WHAT TO PRODUCE: For the material that follows, return exactly the lines from the one with "-> Result<Self, reqwest::Error>" through the one with "let body: UsersPageDto", both ends included.

++++

//! Direct reminder to a single recipient.

use std::sync::Arc;

use crate::domain::ports::{Message, MessageSender, SendOutcome};

/// Input for one direct reminder.
#[derive(Debug, Clone, PartialEq, Eq, Default)]
pub struct SendReminderRequest {
    /// User or channel identifier receiving the reminder.
    pub channel: String,
    /// Reminder text, sent unchanged.
    pub text: String,
}

/// Domain service forwarding one reminder to the message sender.
#[derive(Clone)]
pub struct SendReminder {
    sender: Arc<dyn MessageSender>,
}

impl SendReminder {
    /// Create the service.
    pub fn new(sender: Arc<dyn MessageSender>) -> Self {
        Self { sender }
    }

    /// Send `request` once and hand back the sender's result.
    pub async fn execute(&self, request: &SendReminderRequest) -> SendOutcome {
        self.sender
            .send(&Message::to_channel(
                request.channel.as_str(),
                request.text.as_str(),
            ))
            .await
    }
}
//! Port-error to domain-error mapping shared by the use cases.

use crate::domain::Error;
use crate::domain::ports::{BillablePeopleRetrieverError, DeveloperRetrieverError};

pub(super) fn map_people_directory_error(error: BillablePeopleRetrieverError) -> Error {
    match error {
        BillablePeopleRetrieverError::Decode { .. } => {
            Error::internal(format!("people directory returned unusable data: {error}"))
        }
        BillablePeopleRetrieverError::Transport { .. }
        | BillablePeopleRetrieverError::Rejected { .. } => {
            Error::service_unavailable(error.to_string())
        }
    }
}

pub(super) fn map_developer_retriever_error(error: DeveloperRetrieverError) -> Error {
    match error {
        DeveloperRetrieverError::Decode { .. } => {
            Error::internal(format!("time tracking returned unusable data: {error}"))
        }
        DeveloperRetrieverError::Transport { .. } | DeveloperRetrieverError::Timeout { .. } => {
            Error::service_unavailable(error.to_string())
        }
    }
}
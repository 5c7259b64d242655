//! Reqwest-backed Harvest gateway implementing [`DeveloperRetriever`].
//!
//! Two paginated endpoints are read per call: `users` for identities and
//! `time_entries` for the requested period. Hours are summed per user and
//! attached to each developer.

use std::time::Duration;

use async_trait::async_trait;
use reqwest::{Client, Url};
use serde::de::DeserializeOwned;
use tracing::debug;

use super::dto::{TimeEntriesPageDto, TimeEntryDto, UserDto, UsersPageDto, hours_by_user};
use crate::domain::ports::{Developer, DeveloperRetriever, DeveloperRetrieverError, TimesheetPeriod};
use crate::outbound::http_support::{BodyReadError, endpoint, read_success_body};

const USERS_PATH: &str = "api/v2/users";
const TIME_ENTRIES_PATH: &str = "api/v2/time_entries";
const ACCOUNT_ID_HEADER: &str = "Harvest-Account-Id";
const DEFAULT_USER_AGENT: &str = "timesheet-reminder/0.1";
const MAX_PAGES: u32 = 100;

/// Harvest v2 API adapter.
pub struct HarvestHttpGateway {
    client: Client,
    base_url: Url,
    token: String,
    account_id: Option<String>,
}

impl HarvestHttpGateway {
    /// Build an adapter using a reqwest client with an explicit request timeout.
    ///
    /// # Errors
    ///
    /// Returns an error when the reqwest client cannot be constructed.
    pub fn new(
        base_url: Url,
        token: impl Into<String>,
        timeout: Duration,
    ) -> Result<Self, reqwest::Error> {
        let client = Client::builder()
            .timeout(timeout)
            .user_agent(DEFAULT_USER_AGENT)
            .build()?;
        Ok(Self {
            client,
            base_url,
            token: token.into(),
            account_id: None,
        })
    }

    /// Send `Harvest-Account-Id` with every request.
    #[must_use]
    pub fn with_account_id(mut self, account_id: impl Into<String>) -> Self {
        self.account_id = Some(account_id.into());
        self
    }

    async fn fetch_users(&self) -> Result<Vec<UserDto>, DeveloperRetrieverError> {
        let mut users = Vec::new();
        let mut page = None;
        for _ in 0..MAX_PAGES {
            let body: UsersPageDto = self.get_page(USERS_PATH, &[], page).await?;
            users.extend(body.users);
            page = body.next_page;
            if page.is_none() {
                return Ok(users);
            }
        }
        Err(too_many_pages(USERS_PATH))
    }

    async fn fetch_time_entries(
        &self,
        period: &TimesheetPeriod,
    ) -> Result<Vec<TimeEntryDto>, DeveloperRetrieverError> {
        let range = [
            ("from", period.from.format("%Y-%m-%d").to_string()),
            ("to", period.to.format("%Y-%m-%d").to_string()),
        ];
        let mut entries = Vec::new();
        let mut page = None;
        for _ in 0..MAX_PAGES {
            let body: TimeEntriesPageDto = self.get_page(TIME_ENTRIES_PATH, &range, page).await?;
            entries.extend(body.time_entries);
            page = body.next_page;
            if page.is_none() {
                return Ok(entries);
            }
        }
        Err(too_many_pages(TIME_ENTRIES_PATH))
    }

    async fn get_page<T: DeserializeOwned>(
        &self,
        path: &str,
        query: &[(&str, String)],
        page: Option<u32>,
    ) -> Result<T, DeveloperRetrieverError> {
        let url = endpoint(&self.base_url, path).map_err(|error| {
            DeveloperRetrieverError::transport(format!("invalid Harvest URL: {error}"))
        })?;
        let mut request = self.client.get(url).bearer_auth(&self.token);
        if let Some(account_id) = &self.account_id {
            request = request.header(ACCOUNT_ID_HEADER, account_id);
        }
        if !query.is_empty() {
            request = request.query(query);
        }
        if let Some(page) = page {
            request = request.query(&[("page", page)]);
        }

        let response = request.send().await.map_err(map_transport_error)?;
        let body = read_success_body(response).await.map_err(|error| match error {
            BodyReadError::Transport(error) => map_transport_error(error),
            BodyReadError::Status(description) => {
                DeveloperRetrieverError::transport(format!("{path} answered {description}"))
            }
        })?;
        serde_json::from_slice(&body).map_err(|error| {
            DeveloperRetrieverError::decode(format!("invalid {path} payload: {error}"))
        })
    }
}

#[async_trait]
impl DeveloperRetriever for HarvestHttpGateway {
    async fn retrieve_developers(
        &self,
        period: &TimesheetPeriod,
    ) -> Result<Vec<Developer>, DeveloperRetrieverError> {
        let users = self.fetch_users().await?;
        let entries = self.fetch_time_entries(period).await?;
        let hours = hours_by_user(&entries);
        debug!(
            users = users.len(),
            time_entries = entries.len(),
            "retrieved harvest timesheet data"
        );
        Ok(users
            .into_iter()
            .map(|user| user.into_developer(&hours))
            .collect())
    }
}

fn map_transport_error(error: reqwest::Error) -> DeveloperRetrieverError {
    if error.is_timeout() {
        DeveloperRetrieverError::timeout(error.to_string())
    } else {
        DeveloperRetrieverError::transport(error.to_string())
    }
}

fn too_many_pages(path: &str) -> DeveloperRetrieverError {
    DeveloperRetrieverError::transport(format!("{path} did not finish within {MAX_PAGES} pages"))
}
//! Driven port for posting messages to the chat service.
//!
//! The sender performs exactly one outbound call per message and reports the
//! outcome through [`PostMessageResult`]; remote rejection is an ordinary
//! failure value, never a Rust `Err`.

use async_trait::async_trait;

use super::define_port_error;
use crate::domain::{PostMessageResult, Success};

/// Outgoing chat message.
///
/// Absent fields are omitted from the wire payload, which is distinct from
/// sending an empty string.
#[derive(Debug, Clone, PartialEq, Eq, Default)]
pub struct Message {
    /// Channel or user identifier to post into.
    pub channel: Option<String>,
    /// Message body.
    pub text: Option<String>,
}

impl Message {
    /// Build a message with both channel and text present.
    pub fn to_channel(channel: impl Into<String>, text: impl Into<String>) -> Self {
        Self {
            channel: Some(channel.into()),
            text: Some(text.into()),
        }
    }
}

define_port_error! {
    /// Reasons a message could not be posted.
    pub enum MessageSendError {
        /// The chat service answered `ok: false`; `message` is its error text
        /// verbatim.
        Rejected { message: String } => "{message}",
        /// Network transport failed or the service answered a non-success
        /// HTTP status.
        Transport { message: String } =>
            "message transport failed: {message}",
        /// The call exceeded the client timeout.
        Timeout { message: String } =>
            "message send timed out: {message}",
        /// The response body could not be decoded.
        Decode { message: String } =>
            "message response decode failed: {message}",
    }
}

impl MessageSendError {
    /// Text describing the failure; for rejections this is exactly the
    /// remote-supplied error.
    pub fn message(&self) -> &str {
        match self {
            Self::Rejected { message }
            | Self::Transport { message }
            | Self::Timeout { message }
            | Self::Decode { message } => message,
        }
    }
}

/// Result type produced by every [`MessageSender`].
pub type SendOutcome = PostMessageResult<Success, MessageSendError>;

/// Port for posting one message.
#[cfg_attr(test, mockall::automock)]
#[async_trait]
pub trait MessageSender: Send + Sync {
    /// Post `message` once and report the outcome.
    async fn send(&self, message: &Message) -> SendOutcome;
}

/// Fixture sender that accepts every message without contacting anything.
#[cfg(any(test, feature = "test-support"))]
#[derive(Debug, Clone, Copy, Default)]
pub struct FixtureMessageSender;

#[cfg(any(test, feature = "test-support"))]
#[async_trait]
impl MessageSender for FixtureMessageSender {
    async fn send(&self, _message: &Message) -> SendOutcome {
        PostMessageResult::successful(Success)
    }
}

++++

SOLUTION FOR THIS TASK:
    ) -> Result<Self, reqwest::Error> {
        let client = Client::builder()
            .timeout(timeout)
            .user_agent(DEFAULT_USER_AGENT)
            .build()?;
        Ok(Self {
            client,
            base_url,
            token: token.into(),
            account_id: None,
        })
    }

    /// Send `Harvest-Account-Id` with every request.
    #[must_use]
    pub fn with_account_id(mut self, account_id: impl Into<String>) -> Self {
        self.account_id = Some(account_id.into());
        self
    }

    async fn fetch_users(&self) -> Result<Vec<UserDto>, DeveloperRetrieverError> {
        let mut users = Vec::new();
        let mut page = None;
        for _ in 0..MAX_PAGES {
            let body: UsersPageDto = self.get_page(USERS_PATH, &[], page).await?;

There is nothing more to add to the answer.